2. The godet of claim 1, wherein the paraxially disposed means
subdivides the annular chamber into at least six chambers, said
chambers being provided with at least three supply lines and three
discharge lines.
3. The godet of claim 1, wherein the paraxially disposed means
subdivides the annular chamber into twelve chambers with at least
three supply lines and three discharge lines.
4. The godet of claim 1, wherein the supply and discharge lines are
provided in the rear face adjoining the bearing shaft.
5. The godet of claim 4, wherein the supply and discharge means are
connected at the rear face with one common coaxially disposed
conduit means, one of said lines being arranged as a closed circuit
line concentrically around said other line.
6. The godet of claim 1, wherein the outer jacket is provided with
a mounting flange at the rear wall face.
7. The godet of claim 6, wherein the front face comprises at least
one disc which supports the inner and outer jacket and which seals
the space between said jackets at this side.
8. The godet of claim 7, wherein the front face is provided with an
additional disc which functions as an additional sealing
element.
9. The godet of claim 1, wherein the paraxially disposed means are
resilient spring sheets which rest against the inner and outer
jackets of the godet with an initial stress, at least one of said
jackets being provided with grooves in which the spring sheets
engage for fixing the position of the sheets.
10. The godet of claim 9, wherein the spring sheets are designed as
angles.
11. The godet of claim 1, wherein the outer jacket is provided with
a hard-chrome plating.
12. The godet of claim 11, wherein the outer jacket is tempered
before the hard-chrome plating is applied.

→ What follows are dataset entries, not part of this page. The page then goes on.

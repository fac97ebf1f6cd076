use clap::{Parser, ValueEnum};
use srcfetch_core::clone::GitCli;
use srcfetch_core::fetch::{FetchSummary, FetchTask};
use srcfetch_core::model::{FetchParams, connection_icon, connection_metadata};
use srcfetch_core::progress::{ProgressReporter, ProgressUpdate};
use srcfetch_providers::bybit::{BybitP2pClient, P2pQuery, TradeSide};
use srcfetch_providers::codecommit::StaticRepoLister;
use std::cell::Cell;
use std::io::{self, Write};
use std::path::PathBuf;
use std::time::Duration;
use tracing::info;

mod args;
mod p2p_cmd;
mod sync_cmd;

use args::*;
use p2p_cmd::handle_p2p;
use sync_cmd::handle_sync;

pub fn run() -> anyhow::Result<()> {
    let cli = Cli::parse();
    info!(command = command_label(&cli.command), "running command");
    match cli.command {
        Commands::Sync(args) => handle_sync(args),
        Commands::P2p(args) => handle_p2p(args),
        Commands::Connection(args) => handle_connection(args),
    }
}

fn command_label(command: &Commands) -> &'static str {
    match command {
        Commands::Sync(_) => "sync",
        Commands::P2p(_) => "p2p",
        Commands::Connection(_) => "connection",
    }
}

fn handle_connection(args: ConnectionArgs) -> anyhow::Result<()> {
    if args.icon {
        println!("{}", connection_icon());
        return Ok(());
    }
    println!("{}", serde_json::to_string_pretty(&connection_metadata())?);
    Ok(())
}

13. The godet of claim 12, wherein the tempering depth is less than
3 mm.
14. The godet of claim 12, wherein the tempering depth is about 1
to 2 mm.
15. The godet of claim 1, wherein at least one supply and discharge
line are associated with the respective adjacent chambers which are
in communication with each other.
16. A godet which comprises a substantially cylindrical outer
jacket containing a mounting flange and a substantially cylindrical
inner jacket, said jackets being provided with a front wall face
and a rear wall face, and said outer and inner jackets also
defining an annular chamber therebetween, paraxially arranged means
disposed in said annular chamber for subdividing the annular
chamber into a plurality of chambers, at least two adjacent
chambers communicating with each other at the front wall face of
the godet, and at least one supply and discharge line associated
with the chambers, said supply and discharge lines being disposed
at the rear wall face of the godet.
Description
BACKGROUND OF THE INVENTION
The present invention relates to a godet heated with a gaseous or
liquid heat carrier, such as for example steam. More particularly,
the present invention is directed to a heated godet which is used
particularly for drawing systems and cylinder dryers which find use
in synthetic fiber plants.
Heated godets are well known. They are frequently heated with
steam, whereby the steam is passed into the hollow body of the
godet. The transmission of the heat to the godet takes place
essentially by condensation of the steam. The condensate is
discharged from the godet through a duct. However, it is also well
known to heat such godets electrically. For this purpose, heating
rods are arranged in the inner jacket. Electric heating
incorporates the disadvantage that the temperature on the roller
jacket is not uniform because of the dissipation of heat.
However, it is very important to ensure as uniform a temperature as
possible over the entire godet width and/or length, particularly
for synthetic fiber plants, since the fiber properties are
influenced by the temperature and since fibers with different
properties are obtained if the temperatures vary. For example, the
coloring power may be adversely effected. Of course, it is of vital
importance that the coloring power of the fibers is maintained
constant.
Furthermore, godets are well known which are heated with a liquid
heat carrier, for example, diphyl. However, with these godets the
uniform heat distribution over the surface of the godet is very
critical and very difficult to maintain.
SUMMARY OF THE INVENTION
An object of the present invention is to avoid the prior art
disadvantages associated with heated godets.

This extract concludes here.